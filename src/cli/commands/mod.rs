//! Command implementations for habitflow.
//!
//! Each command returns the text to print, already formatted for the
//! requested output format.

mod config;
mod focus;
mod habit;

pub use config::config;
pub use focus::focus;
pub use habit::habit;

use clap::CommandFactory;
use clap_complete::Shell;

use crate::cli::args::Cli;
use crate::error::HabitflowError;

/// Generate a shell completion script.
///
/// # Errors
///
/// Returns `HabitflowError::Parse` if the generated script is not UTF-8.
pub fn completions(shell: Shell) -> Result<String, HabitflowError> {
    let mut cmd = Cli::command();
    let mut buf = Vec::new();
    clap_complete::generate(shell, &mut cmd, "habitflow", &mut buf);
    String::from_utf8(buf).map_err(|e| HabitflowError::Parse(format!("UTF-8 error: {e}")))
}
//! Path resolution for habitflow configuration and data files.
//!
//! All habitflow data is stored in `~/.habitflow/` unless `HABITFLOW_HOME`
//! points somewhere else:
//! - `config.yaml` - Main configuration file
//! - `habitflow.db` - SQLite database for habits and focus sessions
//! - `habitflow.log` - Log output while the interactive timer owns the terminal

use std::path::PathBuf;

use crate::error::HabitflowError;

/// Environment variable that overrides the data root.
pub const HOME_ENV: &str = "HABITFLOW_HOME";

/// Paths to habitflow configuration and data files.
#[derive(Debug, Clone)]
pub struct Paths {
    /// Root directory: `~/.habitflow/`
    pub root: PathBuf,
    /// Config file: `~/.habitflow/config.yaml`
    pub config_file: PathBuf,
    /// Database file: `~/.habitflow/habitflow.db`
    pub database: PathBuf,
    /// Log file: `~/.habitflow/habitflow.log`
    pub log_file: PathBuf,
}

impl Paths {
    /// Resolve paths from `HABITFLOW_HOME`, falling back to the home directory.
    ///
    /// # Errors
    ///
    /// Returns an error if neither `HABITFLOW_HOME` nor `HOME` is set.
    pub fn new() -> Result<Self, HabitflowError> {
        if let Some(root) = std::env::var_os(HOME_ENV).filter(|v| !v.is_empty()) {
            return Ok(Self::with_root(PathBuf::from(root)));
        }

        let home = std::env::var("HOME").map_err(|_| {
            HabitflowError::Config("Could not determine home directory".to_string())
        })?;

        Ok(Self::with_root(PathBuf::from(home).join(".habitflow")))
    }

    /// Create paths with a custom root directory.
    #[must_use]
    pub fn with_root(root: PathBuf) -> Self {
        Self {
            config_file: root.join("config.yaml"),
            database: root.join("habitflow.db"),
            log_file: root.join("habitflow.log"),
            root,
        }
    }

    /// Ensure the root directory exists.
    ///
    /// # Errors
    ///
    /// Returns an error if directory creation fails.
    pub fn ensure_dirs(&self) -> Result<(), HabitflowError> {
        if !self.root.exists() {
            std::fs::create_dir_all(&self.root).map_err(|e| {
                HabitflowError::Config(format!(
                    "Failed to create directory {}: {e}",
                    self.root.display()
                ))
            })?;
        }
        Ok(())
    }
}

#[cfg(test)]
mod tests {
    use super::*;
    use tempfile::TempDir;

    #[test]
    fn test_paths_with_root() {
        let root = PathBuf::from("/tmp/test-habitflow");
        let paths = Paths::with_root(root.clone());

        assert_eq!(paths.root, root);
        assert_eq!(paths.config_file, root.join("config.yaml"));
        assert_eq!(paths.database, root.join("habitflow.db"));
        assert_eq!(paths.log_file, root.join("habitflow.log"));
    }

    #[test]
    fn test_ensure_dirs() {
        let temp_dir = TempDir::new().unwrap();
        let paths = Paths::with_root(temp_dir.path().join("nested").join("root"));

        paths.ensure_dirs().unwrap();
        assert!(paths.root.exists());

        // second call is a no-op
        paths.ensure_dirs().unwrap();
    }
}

━━━━━━

■ EXERCISE INSTRUCTIONS ■
Set down only the lines above that fall between the line holding "pub use habit::habit;" and the line holding "pub fn completions(shell: Shell)", inclusive, keeping each exact.

■ EXPECTED ANSWER ■
pub use habit::habit;

use clap::CommandFactory;
use clap_complete::Shell;

use crate::cli::args::Cli;
use crate::error::HabitflowError;

/// Generate a shell completion script.
///
/// # Errors
///
/// Returns `HabitflowError::Parse` if the generated script is not UTF-8.
pub fn completions(shell: Shell) -> Result<String, HabitflowError> {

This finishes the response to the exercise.